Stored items

::::::::::

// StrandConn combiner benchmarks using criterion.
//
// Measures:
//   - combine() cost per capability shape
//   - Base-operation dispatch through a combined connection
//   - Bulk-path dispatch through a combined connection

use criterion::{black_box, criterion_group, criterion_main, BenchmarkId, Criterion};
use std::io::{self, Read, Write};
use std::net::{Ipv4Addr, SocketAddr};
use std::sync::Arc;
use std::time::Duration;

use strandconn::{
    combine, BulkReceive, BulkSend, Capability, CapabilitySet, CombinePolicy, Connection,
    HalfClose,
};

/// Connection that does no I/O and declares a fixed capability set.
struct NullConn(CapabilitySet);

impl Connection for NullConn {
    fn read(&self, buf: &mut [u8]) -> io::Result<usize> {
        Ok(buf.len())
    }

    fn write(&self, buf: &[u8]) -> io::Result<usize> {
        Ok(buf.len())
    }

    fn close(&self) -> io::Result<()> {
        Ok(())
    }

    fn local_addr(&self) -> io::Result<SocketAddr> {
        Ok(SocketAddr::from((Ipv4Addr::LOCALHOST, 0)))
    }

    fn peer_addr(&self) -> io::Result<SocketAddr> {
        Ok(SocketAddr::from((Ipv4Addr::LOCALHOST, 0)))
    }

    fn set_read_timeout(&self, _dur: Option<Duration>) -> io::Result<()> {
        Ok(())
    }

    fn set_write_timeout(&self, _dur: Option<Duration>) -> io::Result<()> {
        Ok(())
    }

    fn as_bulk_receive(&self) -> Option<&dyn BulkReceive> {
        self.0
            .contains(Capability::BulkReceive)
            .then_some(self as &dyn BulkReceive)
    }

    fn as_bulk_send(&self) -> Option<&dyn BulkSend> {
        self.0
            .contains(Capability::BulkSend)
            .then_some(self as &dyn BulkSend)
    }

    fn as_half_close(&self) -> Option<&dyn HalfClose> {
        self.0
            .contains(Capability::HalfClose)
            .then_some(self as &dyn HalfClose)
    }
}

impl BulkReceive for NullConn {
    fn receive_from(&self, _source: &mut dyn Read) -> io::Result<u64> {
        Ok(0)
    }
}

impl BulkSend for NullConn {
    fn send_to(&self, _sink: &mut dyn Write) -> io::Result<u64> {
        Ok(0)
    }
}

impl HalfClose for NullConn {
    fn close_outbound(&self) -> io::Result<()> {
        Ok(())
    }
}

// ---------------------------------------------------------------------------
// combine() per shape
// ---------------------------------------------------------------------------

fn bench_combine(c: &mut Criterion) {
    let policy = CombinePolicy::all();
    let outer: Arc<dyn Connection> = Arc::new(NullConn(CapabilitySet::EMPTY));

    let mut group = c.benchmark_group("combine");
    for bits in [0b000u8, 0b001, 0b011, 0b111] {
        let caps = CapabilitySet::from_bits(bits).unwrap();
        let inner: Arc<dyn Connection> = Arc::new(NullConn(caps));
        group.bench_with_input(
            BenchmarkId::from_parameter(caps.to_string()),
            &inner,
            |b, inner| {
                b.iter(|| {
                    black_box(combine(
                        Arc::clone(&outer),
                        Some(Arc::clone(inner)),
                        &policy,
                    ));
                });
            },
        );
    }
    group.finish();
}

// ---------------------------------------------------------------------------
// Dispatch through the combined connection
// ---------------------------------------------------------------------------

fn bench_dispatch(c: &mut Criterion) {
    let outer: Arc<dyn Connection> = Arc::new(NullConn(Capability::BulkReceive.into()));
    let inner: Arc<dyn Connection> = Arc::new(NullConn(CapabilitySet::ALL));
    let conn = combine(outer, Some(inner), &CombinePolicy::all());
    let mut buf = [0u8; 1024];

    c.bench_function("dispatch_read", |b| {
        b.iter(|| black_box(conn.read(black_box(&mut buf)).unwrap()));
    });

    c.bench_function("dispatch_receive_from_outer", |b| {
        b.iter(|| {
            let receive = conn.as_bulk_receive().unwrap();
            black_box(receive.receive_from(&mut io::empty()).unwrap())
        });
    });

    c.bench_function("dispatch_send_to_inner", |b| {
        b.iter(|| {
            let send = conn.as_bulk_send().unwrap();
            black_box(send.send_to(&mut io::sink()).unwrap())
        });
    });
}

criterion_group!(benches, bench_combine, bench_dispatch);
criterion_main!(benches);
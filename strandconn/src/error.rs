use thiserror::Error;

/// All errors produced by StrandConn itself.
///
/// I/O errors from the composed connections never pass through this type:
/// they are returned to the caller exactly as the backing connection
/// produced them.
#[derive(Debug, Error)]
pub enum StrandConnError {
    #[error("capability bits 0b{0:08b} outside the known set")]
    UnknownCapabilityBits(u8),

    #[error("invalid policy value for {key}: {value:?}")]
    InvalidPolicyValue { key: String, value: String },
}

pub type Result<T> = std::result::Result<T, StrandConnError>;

::::::::::

- **REQUIRED WORK**:
Wherever the string "BulkSend" appears in a line above, copy that line.

- **RESULT OF THIS EXERCISE**:
    combine, BulkReceive, BulkSend, Capability, CapabilitySet, CombinePolicy, Connection,
    fn as_bulk_send(&self) -> Option<&dyn BulkSend> {
            .contains(Capability::BulkSend)
            .then_some(self as &dyn BulkSend)
impl BulkSend for NullConn {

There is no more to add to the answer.